[Items from a dataset]

=== Begin Enclosure ===

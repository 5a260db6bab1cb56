// src/errors/report.rs
//! Rendering utilities for miette diagnostics.

use miette::{Diagnostic, GraphicalReportHandler, GraphicalTheme, ThemeCharacters, ThemeStyles};
use std::io::IsTerminal;

use crate::cli::ColorMode;

/// Create a handler for terminal output (unicode + colors).
fn terminal_handler() -> GraphicalReportHandler {
    let theme = GraphicalTheme {
        characters: ThemeCharacters::unicode(),
        styles: ThemeStyles::ansi(),
    };
    GraphicalReportHandler::new_themed(theme)
}

/// Create a handler for plain output (ascii + no colors).
fn plain_handler() -> GraphicalReportHandler {
    let theme = GraphicalTheme {
        characters: ThemeCharacters::ascii(),
        styles: ThemeStyles::none(),
    };
    GraphicalReportHandler::new_themed(theme)
}

fn handler_for(mode: ColorMode) -> GraphicalReportHandler {
    let color = match mode {
        ColorMode::Auto => {
            std::env::var_os("NO_COLOR").is_none() && std::io::stderr().is_terminal()
        }
        ColorMode::Always => true,
        ColorMode::Never => false,
    };
    if color {
        terminal_handler()
    } else {
        plain_handler()
    }
}

fn render(handler: &GraphicalReportHandler, report: &dyn Diagnostic) -> Option<String> {
    let mut output = String::new();
    handler.render_report(&mut output, report).ok()?;
    Some(output)
}

/// Render to stderr, with colors as `mode` asks.
pub fn render_to_stderr(report: &dyn Diagnostic, mode: ColorMode) {
    if let Some(output) = render(&handler_for(mode), report) {
        eprint!("{}", output);
    }
}

#[cfg(test)]
mod tests {
    use super::*;
    use crate::errors::DecodeError;

    #[test]
    fn render_scanline_error_to_string() {
        let err = DecodeError::Scanline {
            row: 12,
            message: "premature end of data at scanline 12".to_string(),
        };

        let output = render(&plain_handler(), &err).unwrap();
        assert!(output.contains("S0004"), "should contain error code");
        assert!(
            output.contains("failed to decode scanline 12"),
            "should contain message"
        );
        assert!(output.contains("--lenient"), "should contain help text");
    }

    #[test]
    fn render_io_error_with_source() {
        let err = DecodeError::Io {
            path: "missing.qoi".to_string(),
            source: std::io::Error::new(std::io::ErrorKind::NotFound, "no such file"),
        };

        let output = render(&plain_handler(), &err).unwrap();
        assert!(output.contains("S0006"));
        assert!(output.contains("missing.qoi"));
        assert!(output.contains("no such file"));
    }
}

=== End Enclosure ===

- [ACTION ITEM]:
Identify the lines in the entries above that contain "DecodeError", then copy them out.

- [ANSWER]:
    use crate::errors::DecodeError;
        let err = DecodeError::Scanline {
        let err = DecodeError::Io {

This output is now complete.